Biondi-Santi's 2020 Rosso di Montalcino wine label
Biondi-Santi's 2020 Rosso di Montalcino wine label

Biondi-Santi’s Majestic 2020 Rosso di Montalcino

400 Words (Or So) on the Icon's Entry-Level Red Wine

3 min read

A lot has been said about Biondi-Santi, the esteemed Tuscan producer that brought Brunello di Montalcino to the world in the 1880s. The estate’s lengthy history and high-level of commitment to quality represents perhaps the longest continuous string of prized vintages in all of Italian wine. What is more, Franco Biondi Santi deserves credit for defending the elegant, restrained, Sangiovese-focused style when it was truly under threat in the 1990s. That decade tried to render Brunello extinct through the inky, heavily extracted style of the day and even (gasp!) calls for Cabernet. Today, Brunello di Montalcino is back on form, particularly those estates that have followed Franco’s lead.

The estate’s lengthy history and high-level of commitment to quality represents perhaps the longest continuous string of prized vintages in all of Italian wine.

When I started writing about my visit to the estate earlier this year, the only appropriate format the article could take was as a First-Taste Guide, which I usually reserve for entire appellations. Franco passed away in 2013, and the family has now stepped completely aside from its day-to-day operations after selling the estate to EPI in 2016. Fortunately, EPI has appointed solid caretakers to the legacy, and the wines I’ve tasted under the new regime are superb. “Iconic” would not be an overstatement.

What often gets overlooked at Biondi-Santi is the Rosso di Montalcino, the DOC-level, starting-point wine. In fact, Rosso di Montalcino is one of the most underrated appellations in all of Italy. It’s the Scottie Pippen to Michael Jordan’s Brunello: workman-like, talented in its own right, yet never fully appreciated. The fact that Rosso di Montalcino is a DOC and yet the nearby Morellino di Scansano and regional Chianti are DOCGs is one of the great head-scratchers in Italian wine … that is, if you haven’t already figured out how flawed and meaningless the two designations are.

For Christmas Eve this year, I opened the 2020 Rosso di Montalcino from Biondi-Santi, and found the estate’s story blessedly intact in those swirling, heady aromas that seem to conjure black cherries, peppercorns, citrus and a quenching afternoon rainstorm in the summer.

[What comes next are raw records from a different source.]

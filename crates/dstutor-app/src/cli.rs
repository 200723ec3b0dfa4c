use clap::{Parser, Subcommand};
use clap_complete::Shell;
use std::path::PathBuf;

use dstutor_types::{DEFAULT_HISTORY_FILE, DEFAULT_STREAM_DELAY_MS, DEFAULT_TOPIC};

/// CLI arguments for dstutor
#[derive(Parser, Debug)]
#[command(name = "dstutor")]
#[command(about = "Data Science Tutor - an AI tutor that only answers data science questions")]
#[command(version)]
#[command(after_help = "Code run with /run or over the web is executed by a local Python \
interpreter with your privileges. It is not sandboxed.")]
pub struct Cli {
    #[command(subcommand)]
    pub command: Option<Commands>,

    /// Generate shell completions
    #[arg(long, value_enum)]
    pub generate: Option<Shell>,

    /// Serve the chat UI over HTTP instead of starting the terminal REPL
    #[arg(long, action = clap::ArgAction::SetTrue)]
    pub web: bool,

    /// Web server port
    #[arg(long, default_value = "8080", env = "DSTUTOR_WEB_PORT")]
    pub web_port: u16,

    /// Web server bind address
    #[arg(long, default_value = "127.0.0.1", env = "DSTUTOR_WEB_BIND")]
    pub web_bind: String,

    /// Model backend (gemini, groq, anthropic, openai, llama)
    #[arg(long, value_name = "BACKEND", env = "DSTUTOR_BACKEND")]
    pub backend: Option<String>,

    /// Model name, optionally as model@backend(url)
    #[arg(long, value_name = "MODEL", env = "DSTUTOR_MODEL")]
    pub model: Option<String>,

    /// Custom API URL for the backend (required for llama)
    #[arg(long, value_name = "URL", env = "DSTUTOR_API_URL")]
    pub api_url: Option<String>,

    /// API key; defaults to the backend's variable (GOOGLE_API_KEY for gemini)
    #[arg(long, value_name = "KEY")]
    pub api_key: Option<String>,

    /// Subject questions must belong to
    #[arg(long, default_value = DEFAULT_TOPIC)]
    pub topic: String,

    /// Delay between revealed words, in milliseconds
    #[arg(long, value_name = "MS", default_value_t = DEFAULT_STREAM_DELAY_MS)]
    pub delay_ms: u64,

    /// Persist turns to a JSON file (default path: chat_history.json)
    #[arg(long, value_name = "PATH", num_args = 0..=1, default_missing_value = DEFAULT_HISTORY_FILE)]
    pub history: Option<PathBuf>,

    /// Name shown next to your questions
    #[arg(long, default_value = "User")]
    pub username: String,

    /// Cosmetic role (user, admin)
    #[arg(long, default_value = "user")]
    pub role: String,

    /// Show model output as it arrives instead of the word-by-word replay
    #[arg(long)]
    pub stream: bool,

    /// Python interpreter for code snippets
    #[arg(long, value_name = "PATH", default_value = "python3")]
    pub python: String,

    /// Kill code snippets after this many seconds
    #[arg(long, value_name = "SECONDS")]
    pub code_timeout: Option<u64>,

    /// Enable verbose debug output (shows HTTP requests, responses, headers, etc.)
    #[arg(long, short = 'v')]
    pub verbose: bool,
}

#[derive(Subcommand, Debug, Clone, PartialEq, Eq)]
pub enum Commands {
    /// Ask a single question and exit
    Ask {
        /// The question (words are joined with spaces)
        #[arg(required = true, num_args = 1..)]
        question: Vec<String>,
    },
    /// Print a comparison table, or list the available ones
    Tables {
        /// Table name, e.g. "ML Models"
        name: Option<String>,
    },
    /// Print a diagram as Graphviz DOT, or list the available ones
    Diagrams {
        /// Diagram name, e.g. "Decision Tree"
        name: Option<String>,
    },
    /// Write the history file as a plain-text transcript
    Export {
        /// Output file
        output: PathBuf,
    },
    /// Empty the history file
    Clear,
}

impl Cli {
    /// History file for commands that always need one
    pub fn history_or_default(&self) -> PathBuf {
        self.history
            .clone()
            .unwrap_or_else(|| PathBuf::from(DEFAULT_HISTORY_FILE))
    }
}

#[cfg(test)]
mod tests {
    use super::*;
    use pretty_assertions::assert_eq;

    fn parse_cli_from_args(args: &[&str]) -> Result<Cli, clap::Error> {
        let mut cli_args = vec!["dstutor"];
        cli_args.extend(args);
        Cli::try_parse_from(cli_args)
    }

    #[test]
    fn test_default_cli_parsing() -> Result<(), Box<dyn std::error::Error>> {
        let cli = parse_cli_from_args(&[])?;

        assert!(cli.command.is_none());
        assert!(!cli.web);
        assert!(!cli.stream);
        assert!(!cli.verbose);
        assert_eq!(cli.topic, "data science");
        assert_eq!(cli.delay_ms, 10);
        assert_eq!(cli.history, None);
        assert_eq!(cli.username, "User");
        assert_eq!(cli.python, "python3");

        Ok(())
    }

    #[test]
    fn test_history_flag_without_path_uses_default_file() -> Result<(), Box<dyn std::error::Error>> {
        let cli = parse_cli_from_args(&["--history"])?;
        assert_eq!(cli.history, Some(PathBuf::from("chat_history.json")));

        let cli = parse_cli_from_args(&["--history", "/tmp/h.json"])?;
        assert_eq!(cli.history, Some(PathBuf::from("/tmp/h.json")));

        Ok(())
    }

    #[test]
    fn test_ask_joins_words() -> Result<(), Box<dyn std::error::Error>> {
        let cli = parse_cli_from_args(&["ask", "What", "is", "PCA?"])?;
        assert_eq!(
            cli.command,
            Some(Commands::Ask {
                question: vec!["What".into(), "is".into(), "PCA?".into()]
            })
        );
        Ok(())
    }

    #[test]
    fn test_ask_requires_question() {
        assert!(parse_cli_from_args(&["ask"]).is_err());
    }

    #[test]
    fn test_tables_optional_name() -> Result<(), Box<dyn std::error::Error>> {
        let cli = parse_cli_from_args(&["tables"])?;
        assert_eq!(cli.command, Some(Commands::Tables { name: None }));

        let cli = parse_cli_from_args(&["tables", "ML Models"])?;
        assert_eq!(cli.command, Some(Commands::Tables { name: Some("ML Models".into()) }));
        Ok(())
    }

    #[test]
    fn test_verbose_short_flag() -> Result<(), Box<dyn std::error::Error>> {
        let cli = parse_cli_from_args(&["-v", "--stream"])?;
        assert!(cli.verbose);
        assert!(cli.stream);
        Ok(())
    }
}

It occurred to me this time, that Biondi-Santi’s Rosso di Montalcino is probably one of Italy’s best examples of pure Sangiovese — that is to say, a basis for understanding Sangiovese’s core attributes, so that the truly epic wines can be appreciated for what they add to this lexicon.

As I poured this wine for my father — the kind of guy who doesn’t hand out praise unless it is truly deserved — there was a shared feeling in the air about the wine. “Yeah, that’s really nice,” he offered before I could say anything. Great wines become classics when they need no explanation at all.

2020 Biondi-Santi Tenuta Greppo Rosso di Montalcino

Wine bottle: 2020 Biondi-Santi Rosso di MontalcinoRosso di Montalcino DOC (Tuscany )
Grapes: Sangiovese (100%)
Alcohol: 13.5%
Opinion: ★★★★★
Food-friendliness: Selective
Value: A Little Pricey

         

A beginner might like … tasting Biondi-Santi for the first time. In fact, I dare say that for many casual lover’s of wine, the Rosso di Montalcino (a $90 wine depending on where you get it) is enough of a taste to get the idea on why this estate is so cherished. The Brunello will set you back nearly $200, but even here, with the “entry level” Rosso, you get the elegance, the precision, and the satin-like smoothness that is a hallmark of the estate’s wines. Furthermore, there is no need to age this wine to understand any of this: it’s willing and amiable right now.

A wine obsessive might like … knowing that this wine comes from startling young vines (roughly 11 years old in 2020) considering the complexity and depth present in the glass.